With dazzling grace and contagious exuberance, Cimeron Ahluwalia swirled and pounded across the Brava Theater’s cramped stage Sunday evening to the delight of an enraptured audience.

Dancing alone to the music of an on-stage band — with none other than her guru Pandit Chitresh Das sitting in on tabla — Ahluwalia delivered her “Parampara” Kathak solo with confidence, power and a splash of signature humor.

Ahluwalia is one of a young generation of Kathak dancers emerging into their own identities with force, grace and individuality.

For the uninitiated, Kathak Indian classical dance — particularly the flavor embraced by Pandit Chitresh Das and his Chhandam School of Kathak— is one of the most difficult, complex and ultimately beautiful physical expressions any of our world’s collective cultures have put forth. A combination of unique physical, rhythmic and improvisational elements make learning Kathak a supremely intense life-long effort.

Das continues to perform vigorously around the world, as he has for decades. His India Jazz Suites — an ongoing collaboration with tap sensation and renaissance performer in his own right Jason Samuels Smith — stands as one of modern dance’s most colorful and prodigious mashups.

Since Kathak takes decades to learn and is never truly mastered, it takes time for fresh generation of disciples to emerge from schools launched and led by their guruji in the 1990s. Culminating years of training and discipline, a traditional solo is a capstone performance for Kathak dancers in training.

On stage, covered from neck to ankle in a thick, brightly-colored traditional blue swirling dress, Ahluwalia sailed through a challenging program with Das watching from just feet away onstage. Punctuated by breathless explanation — an essential element of Kathak solo — Ahluwalia guided a loud, engaged audience along a 90-minute storytelling voyage.

Amid smoothly flowing movement and precise rhythmic expression, Ahluwalia thrilled the crowd with charmingly subtle — and not so subtle — eye and eyebrow movements so famously used by Das for decades to electrify audiences.

Ahluwalia’s vivid retelling of Kaliya Daman — the story of young, playful Krishna slaying the demonic evil serpent Kaliya along the Yamuna River — could just as well be Ahluwalia’s tale of personal demons being slain.

Beginning at SF State, then at the Chhandam School, Ahluwalia overcame hardships and challenges far beyond dance over her decade-plus course of training. Neither a medical condition that drained her of her vitality, or knee surgery that threatened the intense but delicate movements demanded by Kathak, could keep Ahluwalia away from her long-time pursuit.
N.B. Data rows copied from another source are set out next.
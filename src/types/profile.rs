//! Optimize request body: comfort band, location, and 24-hour occupancy profile

use rand::Rng;
use serde::{Deserialize, Serialize};
use std::str::FromStr;

/// Hours in one occupancy profile / schedule.
pub const HOURS_PER_DAY: usize = 24;

/// Demo profile: quiet nights, morning ramp, evening peak.
const DEMO_OCCUPANCY: [f64; HOURS_PER_DAY] = [
    20.0, 20.0, 20.0, 20.0, 25.0, 40.0, 60.0, 80.0, 80.0, 80.0, 70.0, 60.0, 60.0, 60.0, 60.0,
    60.0, 70.0, 80.0, 70.0, 50.0, 40.0, 30.0, 25.0, 20.0,
];

/// Occupancy profile rejection reasons.
#[derive(Debug, Clone, PartialEq, thiserror::Error)]
pub enum ProfileError {
    #[error("occupancy profile needs exactly 24 values, got {0}")]
    Length(usize),
    #[error("occupancy value '{0}' is not a finite number")]
    NotANumber(String),
}

/// Hourly occupancy percentages, hour 0 through 23.
///
/// The length is fixed by the type; serializes as a plain 24-element array.
#[derive(Debug, Clone, Copy, PartialEq, Serialize, Deserialize)]
#[serde(transparent)]
pub struct OccupancyProfile([f64; HOURS_PER_DAY]);

impl OccupancyProfile {
    /// Wrap raw values as-is (no clamping).
    pub const fn new(values: [f64; HOURS_PER_DAY]) -> Self {
        Self(values)
    }

    /// Uniform random whole percentages in [0, 100].
    pub fn random<R: Rng + ?Sized>(rng: &mut R) -> Self {
        let mut values = [0.0; HOURS_PER_DAY];
        for v in &mut values {
            *v = f64::from(rng.gen_range(0u8..=100));
        }
        Self::new(values)
    }

    pub const fn values(&self) -> &[f64; HOURS_PER_DAY] {
        &self.0
    }

    /// Copy with every value clamped to [0, 100].
    #[must_use]
    pub fn clamped(mut self) -> Self {
        for v in &mut self.0 {
            *v = v.clamp(0.0, 100.0);
        }
        self
    }
}

impl Default for OccupancyProfile {
    fn default() -> Self {
        Self::new(DEMO_OCCUPANCY)
    }
}

impl TryFrom<Vec<f64>> for OccupancyProfile {
    type Error = ProfileError;

    fn try_from(values: Vec<f64>) -> Result<Self, Self::Error> {
        let len = values.len();
        <[f64; HOURS_PER_DAY]>::try_from(values)
            .map(Self::new)
            .map_err(|_| ProfileError::Length(len))
    }
}

/// Text entry form: `"20,20,25 ..."`, separated by commas and/or whitespace.
///
/// Requires exactly 24 finite numbers; values are clamped to [0, 100].
impl FromStr for OccupancyProfile {
    type Err = ProfileError;

    fn from_str(s: &str) -> Result<Self, Self::Err> {
        let values = s
            .split(|c: char| c == ',' || c.is_whitespace())
            .filter(|token| !token.is_empty())
            .map(|token| match token.parse::<f64>() {
                Ok(v) if v.is_finite() => Ok(v),
                _ => Err(ProfileError::NotANumber(token.to_string())),
            })
            .collect::<Result<Vec<_>, _>>()?;

        Ok(Self::try_from(values)?.clamped())
    }
}

impl std::fmt::Display for OccupancyProfile {
    fn fmt(&self, f: &mut std::fmt::Formatter<'_>) -> std::fmt::Result {
        for (i, v) in self.0.iter().enumerate() {
            if i > 0 {
                write!(f, ",")?;
            }
            write!(f, "{v}")?;
        }
        Ok(())
    }
}

/// Full configuration for one optimization request.
///
/// `comfort_low <= comfort_high` is expected but not enforced here.
#[derive(Debug, Clone, Copy, PartialEq, Serialize, Deserialize)]
pub struct ComfortConfig {
    pub lat: f64,
    pub lon: f64,
    /// Lower bound of the comfort band (°C)
    pub comfort_low: f64,
    /// Upper bound of the comfort band (°C)
    pub comfort_high: f64,
    pub occupancy: OccupancyProfile,
}

impl Default for ComfortConfig {
    fn default() -> Self {
        Self {
            lat: 43.7,
            lon: -79.4,
            comfort_low: 21.0,
            comfort_high: 24.0,
            occupancy: OccupancyProfile::default(),
        }
    }
}
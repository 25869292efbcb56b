//! Terminal rendering for probe readings, schedules, and run states.
//!
//! Schedule cells are untrusted JSON: numbers are formatted to a fixed
//! precision, anything else is printed as received.

use serde_json::Value;

use crate::planner::{NormalizedPlan, RunState};
use crate::types::{PowerReading, Schedule};

const HEADERS: [&str; 5] = [
    "Hr",
    "Setpoint °C",
    "Outdoor °C",
    "Occupancy %",
    "Fuzzy Power (0..10)",
];

/// Placeholder for a cell missing from a short array.
const MISSING: &str = "-";

/// One-line probe summary, e.g. `Fuzzy=4.532  Naive=5.0`.
pub fn format_probe(reading: &PowerReading) -> String {
    format!(
        "Fuzzy={:.3}  Naive={:.1}",
        reading.hvac_power, reading.naive_hvac_power
    )
}

/// Render one cell. `decimals` applies to finite numbers only.
pub fn format_cell(value: Option<&Value>, decimals: Option<usize>) -> String {
    match value {
        None => MISSING.to_string(),
        Some(Value::Number(n)) => match (n.as_f64(), decimals) {
            (Some(f), Some(prec)) if f.is_finite() => format!("{f:.prec$}"),
            _ => n.to_string(),
        },
        Some(Value::String(s)) => s.clone(),
        Some(other) => other.to_string(),
    }
}

/// Plain-text table of a schedule, one row per entry of `hours`.
pub fn format_schedule_table(schedule: &Schedule) -> String {
    let rows: Vec<[String; 5]> = schedule
        .entries()
        .map(|entry| {
            [
                format_cell(Some(entry.hour), None),
                format_cell(entry.setpoint, Some(1)),
                format_cell(entry.outdoor, Some(1)),
                format_cell(entry.occupancy, None),
                format_cell(entry.power, Some(3)),
            ]
        })
        .collect();

    let mut widths = HEADERS.map(|h| h.chars().count());
    for row in &rows {
        for (width, cell) in widths.iter_mut().zip(row) {
            *width = (*width).max(cell.chars().count());
        }
    }

    let mut out = String::new();
    push_row(&mut out, &HEADERS[..], &widths);
    let rule: Vec<String> = widths.iter().map(|w| "-".repeat(*w)).collect();
    push_row(&mut out, &rule[..], &widths);
    for row in &rows {
        push_row(&mut out, &row[..], &widths);
    }
    out
}

fn push_row<S: AsRef<str>>(out: &mut String, cells: &[S], widths: &[usize; 5]) {
    let line = cells
        .iter()
        .zip(widths)
        .map(|(cell, width)| {
            let cell = cell.as_ref();
            let pad = width.saturating_sub(cell.chars().count());
            format!("{cell}{}", " ".repeat(pad))
        })
        .collect::<Vec<_>>()
        .join(" | ");
    out.push_str(line.trim_end());
    out.push('\n');
}

/// Render a normalized plan: the schedule table, or the raw agent output.
pub fn format_plan(plan: &NormalizedPlan) -> String {
    match plan {
        NormalizedPlan::Schedule(schedule) => {
            let mut out = format!("Schedule ({}h)\n", schedule.len());
            out.push_str(&format_schedule_table(schedule));
            if schedule.is_ragged() {
                out.push_str(&format!(
                    "warning: schedule arrays differ in length {:?}\n",
                    schedule.lengths()
                ));
            }
            out.push_str(&format!("Total fuzzy power: {:.3}\n", schedule.total_power()));
            out
        }
        NormalizedPlan::Raw(text) => format!("Agent output (raw)\n{text}\n"),
    }
}

/// Render whatever the orchestrator currently shows.
pub fn format_run_state(state: &RunState) -> String {
    match state {
        RunState::Idle => "No optimization run yet\n".to_string(),
        RunState::Running { token, started_at } => {
            format!("Optimizing... ({token}, started {})\n", started_at.to_rfc3339())
        }
        RunState::Succeeded { plan, .. } => format_plan(plan),
        RunState::Failed { error, .. } => format!("Error: {error}\n"),
    }
}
Half Sikh and half Armenian, Ahluwalia was joined by her parents onstage after a standing ovation. She told the supportive audience:

“Arts, music, dance, literature, they matter. I’m not the most traditional person in the world. But I do hold the values of traditional art. And it’s very important in this day and age to keep those traditions. We can still listen to Usher, you know I do.”

Das, surrounded onstage by Chhandam Executive Director Celine Schein and family, told a glimmering Ahluwalia:

“All this power, from the parents. The first guru is the mother. The second guru is the father. The third guru is you!”